June 25 2018
On my first trip to McAllen, in June, I decided to observe a court case for detainees.
First let me say that in my area of Iowa, we had a workplace ICE raid that netted close to 400 workers, mostly from Guatemala. They had been RECRUITED by the company (a kosher meat packing plant) and then were forced to purchase false identification papers FROM THE COMPANY. They were also required to buy cars only from one of the managers and to live in substandard housing. The make shift courtroom, with prosecutor, defense, and judge all already having agreed, was a travesty. But it was public. No one of color was allowed in but I persisted....a middle aged white woman, quite nonthreatening. So I thought perhaps McAllen would be similar.
We tried to go to immigration court in the morning (9:00) and were turned away. First, you can’t take anything in with you but we don’t have a car to stash things in and we need our phones for Uber….then we were told that we could go to 4th floor and talk to public defenders. So for ONE TIME ONLY they put our phones in an envelope and let us go up, with repeated warnings not to go to the 8th floor where immigration court is held.

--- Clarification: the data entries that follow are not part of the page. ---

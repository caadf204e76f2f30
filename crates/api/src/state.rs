use std::sync::Arc;

use espelho_studio::artifacts::ArtifactStore;
use espelho_studio::draft::WizardService;
use espelho_studio::orchestrator::Orchestrator;

use crate::config::ServerConfig;

/// Shared application state available to all Axum handlers via `State<AppState>`.
///
/// This is cheaply cloneable (inner data is behind `Arc` or is already `Clone`).
#[derive(Clone)]
pub struct AppState {
    /// Database connection pool.
    pub pool: espelho_db::DbPool,
    /// Server configuration.
    pub config: Arc<ServerConfig>,
    /// Generation orchestrator (providers + artifact storage + job lifecycle).
    pub orchestrator: Arc<Orchestrator>,
    /// Session-scoped wizard draft service.
    pub wizard: Arc<WizardService>,
    /// Durable image storage, shared with the orchestrator.
    pub artifacts: Arc<dyn ArtifactStore>,
}
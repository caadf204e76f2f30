//! Route definitions for the generation proxy.

use axum::routing::post;
use axum::Router;

use crate::handlers::revelacao;
use crate::state::AppState;

/// Routes mounted at `/revelacao`.
///
/// ```text
/// POST   /    -> generate
/// ```
pub fn router() -> Router<AppState> {
    Router::new().route("/", post(revelacao::generate))
}
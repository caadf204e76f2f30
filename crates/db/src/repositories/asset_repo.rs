//! Repository for the `assets` table.
//!
//! Binary content is immutable after creation; every update here touches
//! metadata columns only. Deletion takes an explicit strategy because jobs
//! reference assets rather than copying them.

use sqlx::PgPool;

use espelho_core::types::DbId;

use crate::models::asset::{
    Asset, AssetListQuery, CreateAsset, DeletionStrategy, UpdateAssetMetadata,
};

/// Column list for `assets` queries.
const COLUMNS: &str = "\
    id, owner_id, kind, file_path, mime_type, name, \
    price_cents, published, favorite, created_at, updated_at";

/// Maximum page size for asset listing.
const MAX_LIMIT: i64 = 100;

/// Default page size for asset listing.
const DEFAULT_LIMIT: i64 = 50;

/// Provides CRUD operations for image assets.
pub struct AssetRepo;

impl AssetRepo {
    /// Register a newly uploaded asset.
    pub async fn create(
        pool: &PgPool,
        owner_id: DbId,
        input: &CreateAsset,
    ) -> Result<Asset, sqlx::Error> {
        let query = format!(
            "INSERT INTO assets (owner_id, kind, file_path, mime_type, name, price_cents) \
             VALUES ($1, $2, $3, $4, $5, $6) \
             RETURNING {COLUMNS}"
        );
        sqlx::query_as::<_, Asset>(&query)
            .bind(owner_id)
            .bind(input.kind.as_str())
            .bind(&input.file_path)
            .bind(&input.mime_type)
            .bind(&input.name)
            .bind(input.price_cents)
            .fetch_one(pool)
            .await
    }

    /// Find an asset by its ID.
    pub async fn find_by_id(pool: &PgPool, id: DbId) -> Result<Option<Asset>, sqlx::Error> {
        let query = format!("SELECT {COLUMNS} FROM assets WHERE id = $1");
        sqlx::query_as::<_, Asset>(&query)
            .bind(id)
            .fetch_optional(pool)
            .await
    }

    /// List an owner's assets with optional kind filter and pagination.
    pub async fn list_by_owner(
        pool: &PgPool,
        owner_id: DbId,
        params: &AssetListQuery,
    ) -> Result<Vec<Asset>, sqlx::Error> {
        let limit = params.limit.unwrap_or(DEFAULT_LIMIT).min(MAX_LIMIT);
        let offset = params.offset.unwrap_or(0);

        let (filter, has_kind) = match params.kind {
            Some(_) => ("AND kind = $2", true),
            None => ("", false),
        };

        let query = format!(
            "SELECT {COLUMNS} FROM assets \
             WHERE owner_id = $1 {filter} \
             ORDER BY created_at DESC \
             LIMIT ${} OFFSET ${}",
            if has_kind { 3 } else { 2 },
            if has_kind { 4 } else { 3 },
        );

        let mut q = sqlx::query_as::<_, Asset>(&query).bind(owner_id);
        if let Some(ref kind) = params.kind {
            q = q.bind(kind);
        }
        q.bind(limit).bind(offset).fetch_all(pool).await
    }

    /// Patch asset metadata. The stored binary never changes.
    pub async fn update_metadata(
        pool: &PgPool,
        id: DbId,
        patch: &UpdateAssetMetadata,
    ) -> Result<Option<Asset>, sqlx::Error> {
        let query = format!(
            "UPDATE assets \
             SET name = COALESCE($2, name), \
                 price_cents = COALESCE($3, price_cents), \
                 published = COALESCE($4, published), \
                 favorite = COALESCE($5, favorite), \
                 updated_at = NOW() \
             WHERE id = $1 \
             RETURNING {COLUMNS}"
        );
        sqlx::query_as::<_, Asset>(&query)
            .bind(id)
            .bind(&patch.name)
            .bind(patch.price_cents)
            .bind(patch.published)
            .bind(patch.favorite)
            .fetch_optional(pool)
            .await
    }

    /// Delete an asset using the given strategy for dependent jobs.
    ///
    /// - [`DeletionStrategy::KeepHistory`]: dependent jobs survive with the
    ///   asset reference unlinked (set NULL).
    /// - [`DeletionStrategy::DeleteAll`]: dependent jobs are cascade-deleted.
    ///
    /// Runs in a transaction so a failure leaves both tables untouched.
    /// Returns `true` if the asset row existed.
    pub async fn delete(
        pool: &PgPool,
        id: DbId,
        strategy: DeletionStrategy,
    ) -> Result<bool, sqlx::Error> {
        let mut tx = pool.begin().await?;

        match strategy {
            DeletionStrategy::KeepHistory => {
                sqlx::query(
                    "UPDATE tryon_jobs SET garment_asset_id = NULL WHERE garment_asset_id = $1",
                )
                .bind(id)
                .execute(&mut *tx)
                .await?;
                sqlx::query(
                    "UPDATE tryon_jobs SET model_asset_id = NULL WHERE model_asset_id = $1",
                )
                .bind(id)
                .execute(&mut *tx)
                .await?;
            }
            DeletionStrategy::DeleteAll => {
                sqlx::query(
                    "DELETE FROM tryon_jobs \
                     WHERE garment_asset_id = $1 OR model_asset_id = $1",
                )
                .bind(id)
                .execute(&mut *tx)
                .await?;
            }
        }

        let result = sqlx::query("DELETE FROM assets WHERE id = $1")
            .bind(id)
            .execute(&mut *tx)
            .await?;

        tx.commit().await?;
        Ok(result.rows_affected() > 0)
    }
}
pub mod jwt;
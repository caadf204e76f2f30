//! The provider seam: one trait, one validated config union.

use async_trait::async_trait;
use serde::{Deserialize, Serialize};

use espelho_core::error::CoreError;
use espelho_core::generation::{
    GenerationRequest, GenerationResult, DEFAULT_TEMPERATURE, DEFAULT_TOP_K, DEFAULT_TOP_P,
};

// ---------------------------------------------------------------------------
// Provider kinds
// ---------------------------------------------------------------------------

/// Known AI providers.
#[derive(Debug, Clone, Copy, PartialEq, Eq, Serialize, Deserialize)]
#[serde(rename_all = "lowercase")]
pub enum ProviderKind {
    /// Gemini multimodal generation (image-capable).
    Gemini,
    /// Groq vision chat (analysis only, cannot generate images).
    Groq,
}

impl ProviderKind {
    pub fn from_str_db(s: &str) -> Result<Self, CoreError> {
        match s {
            "gemini" => Ok(Self::Gemini),
            "groq" => Ok(Self::Groq),
            _ => Err(CoreError::Validation(format!(
                "Invalid provider '{s}'. Must be one of: gemini, groq"
            ))),
        }
    }

    pub fn as_str(self) -> &'static str {
        match self {
            Self::Gemini => "gemini",
            Self::Groq => "groq",
        }
    }

    /// Environment variable holding this provider's server-side API key.
    pub fn api_key_env_var(self) -> &'static str {
        match self {
            Self::Gemini => "GEMINI_API_KEY",
            Self::Groq => "GROQ_API_KEY",
        }
    }
}

// ---------------------------------------------------------------------------
// Config (tagged union, validated at the proxy boundary)
// ---------------------------------------------------------------------------

/// Per-provider generation configuration.
///
/// A discriminated union rather than a loose map: an unknown provider tag or
/// a mistyped field fails deserialization at the proxy boundary instead of
/// being silently ignored downstream.
#[derive(Debug, Clone, Serialize, Deserialize)]
#[serde(tag = "provider", rename_all = "lowercase")]
pub enum ProviderConfig {
    Gemini(GeminiConfig),
    Groq(GroqConfig),
}

/// Sampling configuration for the Gemini path.
#[derive(Debug, Clone, Serialize, Deserialize)]
pub struct GeminiConfig {
    pub model: String,
    #[serde(default = "default_temperature")]
    pub temperature: f64,
    #[serde(default = "default_top_k", rename = "topK")]
    pub top_k: u32,
    #[serde(default = "default_top_p", rename = "topP")]
    pub top_p: f64,
}

/// Configuration for the Groq vision path.
#[derive(Debug, Clone, Serialize, Deserialize)]
pub struct GroqConfig {
    pub model: String,
    #[serde(default = "default_temperature")]
    pub temperature: f64,
}

fn default_temperature() -> f64 {
    DEFAULT_TEMPERATURE
}

fn default_top_k() -> u32 {
    DEFAULT_TOP_K
}

fn default_top_p() -> f64 {
    DEFAULT_TOP_P
}

impl ProviderConfig {
    pub fn kind(&self) -> ProviderKind {
        match self {
            Self::Gemini(_) => ProviderKind::Gemini,
            Self::Groq(_) => ProviderKind::Groq,
        }
    }

    pub fn model(&self) -> &str {
        match self {
            Self::Gemini(c) => &c.model,
            Self::Groq(c) => &c.model,
        }
    }

    /// Reject obviously unusable configs before any network call.
    pub fn validate(&self) -> Result<(), CoreError> {
        if self.model().trim().is_empty() {
            return Err(CoreError::Validation(
                "Provider config requires a non-empty model identifier".into(),
            ));
        }
        Ok(())
    }
}

// ---------------------------------------------------------------------------
// Trait
// ---------------------------------------------------------------------------

/// One provider, one contract: a normalized request in, a normalized result
/// or categorized failure out. Implementations never panic on provider
/// misbehavior and never let a raw wire error escape.
#[async_trait]
pub trait Provider: Send + Sync {
    async fn generate(&self, request: &GenerationRequest) -> GenerationResult;
}

#[cfg(test)]
mod tests {
    use super::*;
    use serde_json::json;

    #[test]
    fn config_union_parses_gemini_tag() {
        let config: ProviderConfig = serde_json::from_value(json!({
            "provider": "gemini",
            "model": "gemini-2.5-flash-image",
            "temperature": 0.2,
            "topK": 16,
            "topP": 0.9
        }))
        .unwrap();
        assert_eq!(config.kind(), ProviderKind::Gemini);
        assert_eq!(config.model(), "gemini-2.5-flash-image");
    }

    #[test]
    fn config_union_defaults_sampling_params() {
        let config: ProviderConfig = serde_json::from_value(json!({
            "provider": "gemini",
            "model": "gemini-2.5-flash-image"
        }))
        .unwrap();
        match config {
            ProviderConfig::Gemini(c) => {
                assert_eq!(c.top_k, DEFAULT_TOP_K);
                assert_eq!(c.top_p, DEFAULT_TOP_P);
                assert_eq!(c.temperature, DEFAULT_TEMPERATURE);
            }
            _ => panic!("expected gemini config"),
        }
    }

    #[test]
    fn config_union_rejects_unknown_provider() {
        let result: Result<ProviderConfig, _> = serde_json::from_value(json!({
            "provider": "dalle",
            "model": "dall-e-3"
        }));
        assert!(result.is_err());
    }

    #[test]
    fn empty_model_fails_validation() {
        let config = ProviderConfig::Groq(GroqConfig {
            model: "  ".into(),
            temperature: 0.4,
        });
        assert!(config.validate().is_err());
    }

    #[test]
    fn api_key_env_vars() {
        assert_eq!(ProviderKind::Gemini.api_key_env_var(), "GEMINI_API_KEY");
        assert_eq!(ProviderKind::Groq.api_key_env_var(), "GROQ_API_KEY");
    }
}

On the 4 floor no one was available to talk to us. They have 17 public defenders and 4 investigators (and are running150-200 or more folks through court every day). But we did get info from the receptionist that there was another immigration court that afternoon, which the security folks on the first floor hadn’t told us. We were also told by security that the nearby bus station had lockers we could put our purses in.
So after being turned away we were walking down the street—-there was Corey Booker, in town to see for himself the detention center and CC. Of course we needed a pic. Then we saw that the street behind the courthouse, located in Bentsen Bldg, was blocked off and surmised that detainees were put on busses/taken off busses there. So we saw one big bus but it pulled into an area just below the bldg), out of sight of anyone. II walked over to the bus station, a block or so away, to check out the locker situation. Nice clean large building, not too crowded, but there was Nathaly, about to speak to a camera crew. She’d brought a family to the bus station but the man had forgotten the recharger for his ankle bracelet and his bus was leaving soon. I volunteered to go retrieve it for him but time was short….I partly ran partly walked back to CC, about 4-5 blocks, but we couldn’t find it. Then Alma said someone had already taken it to him. Thank goodness.
I went back to the bus station, still needing to check on lockers, and found no lockers but a woman in a small sundry shop who said they’d watch stuff for 2$ an hour. My friend and I agreed to split up: she kept our phones and I went back to the courthouse about 1 in the afternoon. I got up to the 8th floor easily, to my surprise, but the guard there said no court until two. Yes, I said, but apparently it’s crowded so I wanted to come early. I was told to come back at 2. I countered with 1:45 and he shook his head and said 2! Later I think the “crowd” was the number of detainees, not observers or the public. As I left the building again, the downstairs security said Come back at 1:45, ha ha.
I went back to the courthouse at 1:45, got to the 8th floor, and then was told to stand by the wall until the guard was sure there was room. He wanted to know why I was there and warned me not to talk to any detainees. I wonder if being a middle aged white woman with no purse or anything finally assured him that I wasn’t there to make trouble.
next, a detailed account of what went on in that court hearing.
Busses at back of building where Federal Court held
For all three trips (so far) I've walked past this scene. Multiple large white busses pull up at the Bentsen Building....I never see any people. The busses enter under the building, discharge the detainees, and then pull out and park on the street. All kept well out of sight of the public. Why?